When Huntley-Brinkley premiered, the program was a mere 15 minutes long (12 and a half minutes of news and two and a half minutes of commercials) When the program was later expanded to 30 minutes, management and reporters debated whether there would be enough news to fill the time.
Correspondent Herbert Kaplow recalls a half-hour special he was part of during the 1960 West Virginia primary election that saw John Kennedy defeat Sen. Hubert Humphrey and all but solidify his nomination for president. It is unlikely any broadcast network would do such a show today, or if it did, that it would attract any sponsors.
NBC recently announced it is reducing its number of employees, including newsroom staff, by 700 people. Kaplow recalls then-NBC News president Robert Kintner's commitment to news because of Kintner's journalism background. Today's network presidents have no journalism experience. Their main concern is that their news divisions make money and story selection is made, in part, to please sponsors, something that never would have happened in the days of Huntley and Brinkley. Kintner told the news division to do solid news and the entertainment division would make money. Now, news too often resembles entertainment, and the public suffers.

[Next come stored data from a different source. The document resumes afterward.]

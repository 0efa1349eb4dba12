//! Filesystem walker
//!
//! Turns a live directory into a [`TreeNode`] tree, consulting the ignore
//! rules for every entry. The walk is depth-first pre-order in directory
//! enumeration order, so children keep the order the filesystem reports
//! them in. File contents are never read here; each node only records its
//! on-disk path, modification time and current size.
//!
//! ## Failure handling
//!
//! - The root cannot be stat'ed, is not a directory, or cannot be listed:
//!   the walk fails.
//! - Anything below the root (an unlistable subdirectory, an entry that
//!   cannot be stat'ed, a symlink loop, a name that is not UTF-8, a path
//!   too long for the archive): a [`WalkWarning`] is recorded and the walk
//!   continues with the siblings.
//!
//! ## Example
//!
//! ```rust,no_run
//! use dircontxt::ignore::IgnoreRules;
//! use dircontxt::walker::Walker;
//! use std::path::Path;
//!
//! # fn main() -> Result<(), Box<dyn std::error::Error>> {
//! let rules = IgnoreRules::with_builtin_defaults(&[]);
//! let outcome = Walker::new(&rules).walk(Path::new("./my_project"))?;
//! println!("{} files, {} ignored", outcome.stats.files, outcome.stats.ignored);
//! # Ok(())
//! # }
//! ```

use crate::error::{DctxError, Result};
use crate::format::MAX_PATH_LEN;
use crate::ignore::IgnoreRules;
use crate::tree::{join_path, TreeNode};
use crate::types::{WalkStats, WalkWarning};
use crate::utils::mtime_secs;
use std::fs;
use std::path::{Path, PathBuf};
use tracing::{debug, instrument, trace, warn};
use walkdir::WalkDir;

/// Tree and diagnostics produced by one walk
#[derive(Debug, Clone)]
pub struct WalkOutcome {
    /// Root directory node
    pub root: TreeNode,
    /// Counters
    pub stats: WalkStats,
    /// Recoverable problems, in the order they were met
    pub warnings: Vec<WalkWarning>,
}

/// Directory walker bound to a rule set
#[derive(Debug, Clone, Copy)]
pub struct Walker<'a> {
    rules: &'a IgnoreRules,
    follow_symlinks: bool,
}

impl<'a> Walker<'a> {
    /// Create a walker that does not follow symbolic links
    pub fn new(rules: &'a IgnoreRules) -> Self {
        Self {
            rules,
            follow_symlinks: false,
        }
    }

    /// Follow symbolic links and capture their targets
    ///
    /// Link cycles are reported as warnings and not descended into.
    pub fn with_follow_symlinks(mut self, follow: bool) -> Self {
        self.follow_symlinks = follow;
        self
    }

    /// Walk `root` and build its tree.
    ///
    /// # Errors
    ///
    /// - [`DctxError::RootUnreadable`] if the root cannot be stat'ed or listed
    /// - [`DctxError::NotADirectory`] if the root is not a directory
    #[instrument(skip(self), fields(follow_symlinks = self.follow_symlinks))]
    pub fn walk(&self, root: &Path) -> Result<WalkOutcome> {
        let unreadable = |source| DctxError::RootUnreadable {
            path: root.to_path_buf(),
            source,
        };

        let root_meta = fs::metadata(root).map_err(unreadable)?;
        if !root_meta.is_dir() {
            return Err(DctxError::NotADirectory(root.to_path_buf()));
        }
        fs::read_dir(root).map_err(unreadable)?;

        let mut stats = WalkStats::default();
        let mut warnings = Vec::new();
        // stack[d] is the open directory at depth d
        let mut stack = vec![TreeNode::root(
            mtime_secs(&root_meta),
            Some(root.to_path_buf()),
        )];

        let mut it = WalkDir::new(root)
            .follow_links(self.follow_symlinks)
            .min_depth(1)
            .into_iter();

        while let Some(result) = it.next() {
            let entry = match result {
                Ok(entry) => entry,
                Err(err) => {
                    if err.depth() == 0 {
                        return Err(DctxError::WalkDir(err));
                    }
                    let path = err.path().map(Path::to_path_buf).unwrap_or_else(|| root.to_path_buf());
                    record(&mut warnings, path, err.to_string());
                    continue;
                }
            };

            let depth = entry.depth();
            close_to_depth(&mut stack, depth)?;

            let file_type = entry.file_type();
            let is_dir = file_type.is_dir();
            if !is_dir && !file_type.is_file() {
                trace!("Skipping special entry {}", entry.path().display());
                stats.skipped += 1;
                continue;
            }

            let Some(name) = entry.file_name().to_str() else {
                record(
                    &mut warnings,
                    entry.path().to_path_buf(),
                    "name is not valid UTF-8".to_string(),
                );
                if is_dir {
                    it.skip_current_dir();
                }
                continue;
            };

            let parent_path = stack.last().map(|p| p.relative_path.as_str()).unwrap_or("");
            let relative_path = join_path(parent_path, name);
            if relative_path.len() > MAX_PATH_LEN {
                record(
                    &mut warnings,
                    entry.path().to_path_buf(),
                    format!("relative path exceeds {} bytes", MAX_PATH_LEN),
                );
                if is_dir {
                    it.skip_current_dir();
                }
                continue;
            }

            let ignored = if is_dir {
                self.rules.is_ignored(&format!("{}/", relative_path), name, true)
            } else {
                self.rules.is_ignored(&relative_path, name, false)
            };
            if ignored {
                trace!("Ignoring {}", relative_path);
                stats.ignored += 1;
                if is_dir {
                    it.skip_current_dir();
                }
                continue;
            }

            let metadata = match entry.metadata() {
                Ok(metadata) => metadata,
                Err(err) => {
                    record(&mut warnings, entry.path().to_path_buf(), err.to_string());
                    if is_dir {
                        it.skip_current_dir();
                    }
                    continue;
                }
            };
            let modified = mtime_secs(&metadata);
            let disk_path = Some(entry.path().to_path_buf());

            if is_dir {
                stats.directories += 1;
                stack.push(TreeNode::directory(relative_path, modified, disk_path));
            } else {
                stats.files += 1;
                stats.total_bytes += metadata.len();
                let node = TreeNode::file(relative_path, modified, metadata.len(), disk_path);
                open_children(&mut stack)?.push(node);
            }
        }

        close_to_depth(&mut stack, 1)?;
        let root_node = stack
            .pop()
            .ok_or_else(|| DctxError::internal("walk stack is empty"))?;

        debug!(
            "Walked {}: {} dirs, {} files, {} ignored, {} skipped, {} warnings",
            root.display(),
            stats.directories,
            stats.files,
            stats.ignored,
            stats.skipped,
            warnings.len()
        );

        Ok(WalkOutcome {
            root: root_node,
            stats,
            warnings,
        })
    }
}

/// Walk `root` with default settings
pub fn walk(root: &Path, rules: &IgnoreRules) -> Result<WalkOutcome> {
    Walker::new(rules).walk(root)
}

fn record(warnings: &mut Vec<WalkWarning>, path: PathBuf, message: String) {
    warn!("Skipping {}: {}", path.display(), message);
    warnings.push(WalkWarning { path, message });
}

/// Child list of the innermost open directory
fn open_children(stack: &mut [TreeNode]) -> Result<&mut Vec<TreeNode>> {
    stack
        .last_mut()
        .and_then(TreeNode::children_mut)
        .ok_or_else(|| DctxError::internal("walk stack has no open directory"))
}

/// Close finished directories until the stack holds `depth` levels
fn close_to_depth(stack: &mut Vec<TreeNode>, depth: usize) -> Result<()> {
    while stack.len() > depth {
        let done = stack
            .pop()
            .ok_or_else(|| DctxError::internal("walk stack underflow"))?;
        open_children(stack)?.push(done);
    }
    Ok(())
}

#[cfg(test)]
mod tests {
    use super::*;
    use crate::ignore::IGNORE_FILE_NAME;
    use std::collections::BTreeSet;
    use tempfile::TempDir;

    fn paths(root: &TreeNode) -> BTreeSet<String> {
        root.iter().map(|n| n.relative_path.clone()).collect()
    }

    #[test]
    fn test_walk_builds_tree() {
        let dir = TempDir::new().unwrap();
        fs::create_dir_all(dir.path().join("src/nested")).unwrap();
        fs::write(dir.path().join("README.md"), "hello").unwrap();
        fs::write(dir.path().join("src/main.c"), "int main(){}").unwrap();
        fs::write(dir.path().join("src/nested/deep.txt"), "x").unwrap();

        let rules = IgnoreRules::new();
        let outcome = walk(dir.path(), &rules).unwrap();
        let root = &outcome.root;

        assert!(root.is_dir());
        assert_eq!(root.relative_path, "");
        let expected: BTreeSet<String> = ["", "README.md", "src", "src/main.c", "src/nested", "src/nested/deep.txt"]
            .iter()
            .map(|s| s.to_string())
            .collect();
        assert_eq!(paths(root), expected);

        let main = root.find("src/main.c").unwrap();
        assert_eq!(main.content_size(), Some(12));
        assert_eq!(main.disk_path(), Some(dir.path().join("src/main.c").as_path()));
        assert!(main.modified > 0);

        assert_eq!(outcome.stats.files, 3);
        assert_eq!(outcome.stats.directories, 2);
        assert_eq!(outcome.stats.total_bytes, 18);
        assert!(outcome.warnings.is_empty());
    }

    #[test]
    fn test_walk_honors_ignore_rules() {
        let dir = TempDir::new().unwrap();
        fs::create_dir_all(dir.path().join("build")).unwrap();
        fs::create_dir_all(dir.path().join("src")).unwrap();
        fs::write(dir.path().join("build/out.o"), "obj").unwrap();
        fs::write(dir.path().join("src/build"), "a file named build").unwrap();
        fs::write(dir.path().join("debug.log"), "log").unwrap();
        fs::write(dir.path().join(IGNORE_FILE_NAME), "build/\n*.log\n").unwrap();

        let rules = crate::ignore::load_rules(dir.path(), None, &[], &[]);
        let outcome = walk(dir.path(), &rules).unwrap();
        let found = paths(&outcome.root);

        assert!(!found.contains("build"));
        assert!(!found.contains("build/out.o"));
        assert!(!found.contains("debug.log"));
        assert!(!found.contains(IGNORE_FILE_NAME));
        assert!(found.contains("src/build"), "directory-only rule must not hide files");
        assert_eq!(outcome.stats.ignored, 3);
    }

    #[test]
    fn test_walk_root_errors() {
        let dir = TempDir::new().unwrap();
        let rules = IgnoreRules::new();

        let missing = dir.path().join("missing");
        assert!(matches!(
            walk(&missing, &rules),
            Err(DctxError::RootUnreadable { .. })
        ));

        let file = dir.path().join("file.txt");
        fs::write(&file, "x").unwrap();
        assert!(matches!(walk(&file, &rules), Err(DctxError::NotADirectory(_))));
    }

    #[test]
    fn test_walk_empty_directory() {
        let dir = TempDir::new().unwrap();
        let outcome = walk(dir.path(), &IgnoreRules::new()).unwrap();
        assert!(outcome.root.children().is_empty());
        assert_eq!(outcome.stats, WalkStats::default());
    }

    #[cfg(unix)]
    #[test]
    fn test_walk_skips_symlinks_by_default() {
        let dir = TempDir::new().unwrap();
        fs::write(dir.path().join("target.txt"), "data").unwrap();
        std::os::unix::fs::symlink(dir.path().join("target.txt"), dir.path().join("link.txt")).unwrap();

        let rules = IgnoreRules::new();
        let outcome = walk(dir.path(), &rules).unwrap();
        assert!(outcome.root.find("link.txt").is_none());
        assert_eq!(outcome.stats.skipped, 1);

        let followed = Walker::new(&rules).with_follow_symlinks(true).walk(dir.path()).unwrap();
        assert_eq!(followed.root.find("link.txt").unwrap().content_size(), Some(4));
    }

    #[cfg(unix)]
    #[test]
    fn test_walk_unlistable_subdirectory() {
        use std::os::unix::fs::PermissionsExt;

        let dir = TempDir::new().unwrap();
        let locked = dir.path().join("locked");
        fs::create_dir_all(&locked).unwrap();
        fs::create_dir_all(dir.path().join("open")).unwrap();
        fs::write(locked.join("hidden.txt"), "hidden").unwrap();
        fs::write(dir.path().join("a.txt"), "a").unwrap();
        fs::write(dir.path().join("open/b.txt"), "b").unwrap();
        fs::set_permissions(&locked, fs::Permissions::from_mode(0o000)).unwrap();

        // Root can list anything; nothing to check in that case
        if fs::read_dir(&locked).is_ok() {
            fs::set_permissions(&locked, fs::Permissions::from_mode(0o755)).unwrap();
            return;
        }

        let result = walk(dir.path(), &IgnoreRules::new());
        fs::set_permissions(&locked, fs::Permissions::from_mode(0o755)).unwrap();
        let outcome = result.unwrap();

        assert_eq!(outcome.warnings.len(), 1);
        assert_eq!(outcome.warnings[0].path, locked);

        let node = outcome.root.find("locked").unwrap();
        assert!(node.is_dir());
        assert!(node.children().is_empty());

        assert!(outcome.root.find("a.txt").is_some());
        assert!(outcome.root.find("open/b.txt").is_some());
        assert_eq!(outcome.stats.files, 2);
    }
}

Jack Perkins was a "writer" for Brinkley, which was something like being a painter for Michelangelo, because Brinkley wrote his own copy. He says of the Huntley and Brinkley types and what they represented, "We don't have them anymore, the erudition and lapidary writing of David, the intoned authority of Chet. What we have is different and in some ways better (the technology), some ways worse (the pandering to celebrity and the mundane)."
Perkins blames Don Hewitt of CBS News for beginning the decline: "He started the trend by showing that prime time, or in his case, near-prime time news ("60 Minutes") could make a lot of money. So before we knew it, network news divisions, which had always scorned the prostituting Œjournalists' of the supermarket tabloids, began emulating them. If it could work in prime time, it could work in news time."
When a great and accomplished person passes from the scene through retirement or death, some like to say, "There will never be anyone like him again." That is true of Huntley and Brinkley, not because there are none to equal them, but because management no longer wants their type. You can see why by reading some of Brinkley's books or watching tapes of "The Huntley-Brinkley Report" when you visit New York's Museum of Broadcast Communications or Vanderbilt University's Television News Archive in Nashville. These guys had class and conveyed credibility and authority.
Huntley and Brinkley flourished during broadcast journalism's Camelot. For younger journalists, like me, who knew them and were inspired by them, we not only miss these men; we miss what they represented. In our self-centered, consumer age, their kind are unlikely to pass our way again.